'''
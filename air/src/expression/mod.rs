// Copyright (c) Facebook, Inc. and its affiliates.
//
// This source code is licensed under the MIT license found in the
// LICENSE file in the root directory of this source tree.

use alloc::{boxed::Box, collections::BTreeSet};
use core::{cmp, fmt};

use math::FieldElement;
use tracing::{debug, warn};

use crate::{Term, Variable};

mod ops;


// INTO EXPRESSION
// ================================================================================================

/// Promotion of variables and terms into expressions.
///
/// All combinators of [Expression] accept any value implementing this trait, and behave as if
/// the value was promoted before being combined: a [Variable] becomes a term `1 * v^1`, and a
/// [Term] becomes a single-leaf expression. Scalars are promoted via
/// [Expression::constant()] (or `Expression::from()`).
pub trait IntoExpression<E: FieldElement> {
    /// Returns `self` as an expression.
    fn into_expression(self) -> Expression<E>;
}

// EXPRESSION
// ================================================================================================

/// A polynomial over [Variable]s, described as a tree of terms and constants.
///
/// Each node owns its children. Expressions are never modified once built; all combinators
/// return new expressions. Two expressions are equal if their trees are structurally equal;
/// expressions which describe the same polynomial via differently shaped trees are not equal,
/// but always evaluate to the same value.
///
/// A few rules are applied when nodes are combined:
/// * multiplying a term by a constant scales the coefficient of the term;
/// * multiplying two terms over the same variable adds up their powers;
/// * negating a term or a constant negates its value.
///
/// Everything else is kept as an explicit node of the tree.
#[derive(Debug, Clone, PartialEq, Eq)]
pub enum Expression<E: FieldElement> {
    /// A scalar constant.
    Constant(E),
    /// A single-variable monomial.
    Term(Term<E>),
    /// Sum of two expressions.
    Add(Box<Expression<E>>, Box<Expression<E>>),
    /// Difference of two expressions.
    Sub(Box<Expression<E>>, Box<Expression<E>>),
    /// Product of two expressions.
    Mul(Box<Expression<E>>, Box<Expression<E>>),
    /// Additive inverse of an expression.
    Neg(Box<Expression<E>>),
}

impl<E: FieldElement> Expression<E> {
    // CONSTRUCTORS
    // --------------------------------------------------------------------------------------------

    /// Returns an expression consisting of a single constant.
    pub fn constant(value: E) -> Self {
        Self::Constant(value)
    }

    /// Returns the constant ZERO.
    pub fn zero() -> Self {
        Self::Constant(E::ZERO)
    }

    /// Returns the constant ONE.
    pub fn one() -> Self {
        Self::Constant(E::ONE)
    }

    /// Returns an expression `lhs + rhs`.
    pub fn sum(lhs: impl IntoExpression<E>, rhs: impl IntoExpression<E>) -> Self {
        Self::Add(Box::new(lhs.into_expression()), Box::new(rhs.into_expression()))
    }

    /// Returns an expression `lhs - rhs`.
    pub fn difference(lhs: impl IntoExpression<E>, rhs: impl IntoExpression<E>) -> Self {
        Self::Sub(Box::new(lhs.into_expression()), Box::new(rhs.into_expression()))
    }

    /// Returns an expression `lhs * rhs`.
    ///
    /// Products of constants are folded into a single constant, a product of a term and a
    /// constant is folded into the term's coefficient, and a product of two terms over the same
    /// variable is folded into a single term.
    pub fn product(lhs: impl IntoExpression<E>, rhs: impl IntoExpression<E>) -> Self {
        match (lhs.into_expression(), rhs.into_expression()) {
            (Self::Constant(a), Self::Constant(b)) => Self::Constant(a * b),
            (Self::Constant(c), Self::Term(t)) | (Self::Term(t), Self::Constant(c)) => {
                Self::Term(t.scale(c))
            },
            (Self::Term(a), Self::Term(b)) => match a.merge(&b) {
                Some(term) => Self::Term(term),
                None => Self::Mul(Box::new(Self::Term(a)), Box::new(Self::Term(b))),
            },
            (lhs, rhs) => Self::Mul(Box::new(lhs), Box::new(rhs)),
        }
    }

    /// Returns an expression `-operand`.
    pub fn negation(operand: impl IntoExpression<E>) -> Self {
        match operand.into_expression() {
            Self::Constant(value) => Self::Constant(-value),
            Self::Term(term) => Self::Term(term.negate()),
            Self::Neg(inner) => *inner,
            other => Self::Neg(Box::new(other)),
        }
    }

    // PUBLIC ACCESSORS
    // --------------------------------------------------------------------------------------------

    /// Returns true if this expression is a constant.
    pub fn is_constant(&self) -> bool {
        matches!(self, Self::Constant(_))
    }

    /// Returns the term of this expression if this expression is a single term.
    pub fn as_term(&self) -> Option<&Term<E>> {
        match self {
            Self::Term(term) => Some(term),
            _ => None,
        }
    }

    // ALGEBRA
    // --------------------------------------------------------------------------------------------

    /// Returns an expression `self^power`.
    ///
    /// Raising any expression to power 0 yields the constant ONE, and raising it to power 1
    /// returns an unchanged copy. Constants and terms are raised directly; other expressions are
    /// expanded into a chain of products via square-and-multiply.
    pub fn pow(&self, power: u32) -> Self {
        match (self, power) {
            (_, 0) => Self::one(),
            (_, 1) => self.clone(),
            (Self::Constant(value), _) => {
                Self::Constant(value.exp(E::PositiveInteger::from(power)))
            },
            (Self::Term(term), _) => term.pow(power),
            _ => {
                debug!(power, "expanding power of a compound expression into products");
                let mut result: Option<Self> = None;
                let mut base = self.clone();
                let mut p = power;
                loop {
                    if p & 1 == 1 {
                        result = Some(match result {
                            Some(acc) => Self::product(acc, base.clone()),
                            None => base.clone(),
                        });
                    }
                    p >>= 1;
                    if p == 0 {
                        break;
                    }
                    base = Self::product(base.clone(), base);
                }
                // power >= 2 here, so the loop always sets the result at least once
                result.unwrap_or_else(Self::one)
            },
        }
    }

    // TRAVERSAL
    // --------------------------------------------------------------------------------------------

    /// Evaluates this expression using `assignment` to look up values of variables.
    ///
    /// The assignment is queried once per term leaf. Uninitialized variables are passed to the
    /// assignment like any other variable; detecting them is the responsibility of the caller.
    pub fn evaluate<F>(&self, mut assignment: F) -> E
    where
        F: FnMut(&Variable<E>) -> E,
    {
        self.evaluate_with(&mut assignment)
    }

    /// Returns the total degree of the polynomial described by this expression.
    ///
    /// The degree is computed from the shape of the tree: constants have degree 0, terms have
    /// the degree of their power, products add up the degrees of their factors, and sums take
    /// the maximum. Cancellations (e.g., `x^2 - x^2`) are not detected.
    pub fn degree(&self) -> usize {
        match self {
            Self::Constant(_) => 0,
            Self::Term(term) => term.power() as usize,
            Self::Add(lhs, rhs) | Self::Sub(lhs, rhs) => cmp::max(lhs.degree(), rhs.degree()),
            Self::Mul(lhs, rhs) => lhs.degree() + rhs.degree(),
            Self::Neg(inner) => inner.degree(),
        }
    }

    /// Returns the set of variables referenced by this expression.
    pub fn variables(&self) -> BTreeSet<Variable<E>> {
        let mut result = BTreeSet::new();
        self.for_each_variable(|v| {
            result.insert(*v);
        });
        result
    }

    /// Calls `f` for every term leaf of this expression, in left-to-right order.
    pub fn for_each_variable<F>(&self, mut f: F)
    where
        F: FnMut(&Variable<E>),
    {
        self.visit_variables(&mut f);
    }

    // HELPER METHODS
    // --------------------------------------------------------------------------------------------

    fn evaluate_with<F>(&self, assignment: &mut F) -> E
    where
        F: FnMut(&Variable<E>) -> E,
    {
        match self {
            Self::Constant(value) => *value,
            Self::Term(term) => {
                let variable = term.variable();
                if !variable.column_type().is_initialized() {
                    warn!(%variable, "evaluating an expression with an uninitialized variable");
                }
                term.evaluate_at(assignment(&variable))
            },
            Self::Add(lhs, rhs) => lhs.evaluate_with(assignment) + rhs.evaluate_with(assignment),
            Self::Sub(lhs, rhs) => lhs.evaluate_with(assignment) - rhs.evaluate_with(assignment),
            Self::Mul(lhs, rhs) => lhs.evaluate_with(assignment) * rhs.evaluate_with(assignment),
            Self::Neg(inner) => -inner.evaluate_with(assignment),
        }
    }

    fn visit_variables<F>(&self, f: &mut F)
    where
        F: FnMut(&Variable<E>),
    {
        match self {
            Self::Constant(_) => {},
            Self::Term(term) => f(&term.variable()),
            Self::Add(lhs, rhs) | Self::Sub(lhs, rhs) | Self::Mul(lhs, rhs) => {
                lhs.visit_variables(f);
                rhs.visit_variables(f);
            },
            Self::Neg(inner) => inner.visit_variables(f),
        }
    }
}

impl<E: FieldElement> IntoExpression<E> for Expression<E> {
    fn into_expression(self) -> Expression<E> {
        self
    }
}

impl<E: FieldElement> From<E> for Expression<E> {
    fn from(value: E) -> Self {
        Self::Constant(value)
    }
}

impl<E: FieldElement> From<Variable<E>> for Expression<E> {
    fn from(variable: Variable<E>) -> Self {
        variable.into_expression()
    }
}

impl<E: FieldElement> From<Term<E>> for Expression<E> {
    fn from(term: Term<E>) -> Self {
        Self::Term(term)
    }
}

/// Renders the expression in infix notation with every compound node parenthesized.
impl<E: FieldElement> fmt::Display for Expression<E> {
    fn fmt(&self, f: &mut fmt::Formatter<'_>) -> fmt::Result {
        match self {
            Self::Constant(value) => write!(f, "{value}"),
            Self::Term(term) => write!(f, "{term}"),
            Self::Add(lhs, rhs) => write!(f, "({lhs} + {rhs})"),
            Self::Sub(lhs, rhs) => write!(f, "({lhs} - {rhs})"),
            Self::Mul(lhs, rhs) => write!(f, "({lhs} * {rhs})"),
            Self::Neg(inner) => write!(f, "-{inner}"),
        }
    }
}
'''
§ **PROMPT**
"of the term;" marks the last line to print; print everything from the first line of the data through that line, unchanged, and nothing more.

§ **WRITTEN RESPONSE**
filename air/src/expression/mod.rs
// Copyright (c) Facebook, Inc. and its affiliates.
//
// This source code is licensed under the MIT license found in the
// LICENSE file in the root directory of this source tree.

use alloc::{boxed::Box, collections::BTreeSet};
use core::{cmp, fmt};

use math::FieldElement;
use tracing::{debug, warn};

use crate::{Term, Variable};

mod ops;


// INTO EXPRESSION
// ================================================================================================

/// Promotion of variables and terms into expressions.
///
/// All combinators of [Expression] accept any value implementing this trait, and behave as if
/// the value was promoted before being combined: a [Variable] becomes a term `1 * v^1`, and a
/// [Term] becomes a single-leaf expression. Scalars are promoted via
/// [Expression::constant()] (or `Expression::from()`).
pub trait IntoExpression<E: FieldElement> {
    /// Returns `self` as an expression.
    fn into_expression(self) -> Expression<E>;
}

// EXPRESSION
// ================================================================================================

/// A polynomial over [Variable]s, described as a tree of terms and constants.
///
/// Each node owns its children. Expressions are never modified once built; all combinators
/// return new expressions. Two expressions are equal if their trees are structurally equal;
/// expressions which describe the same polynomial via differently shaped trees are not equal,
/// but always evaluate to the same value.
///
/// A few rules are applied when nodes are combined:
/// * multiplying a term by a constant scales the coefficient of the term;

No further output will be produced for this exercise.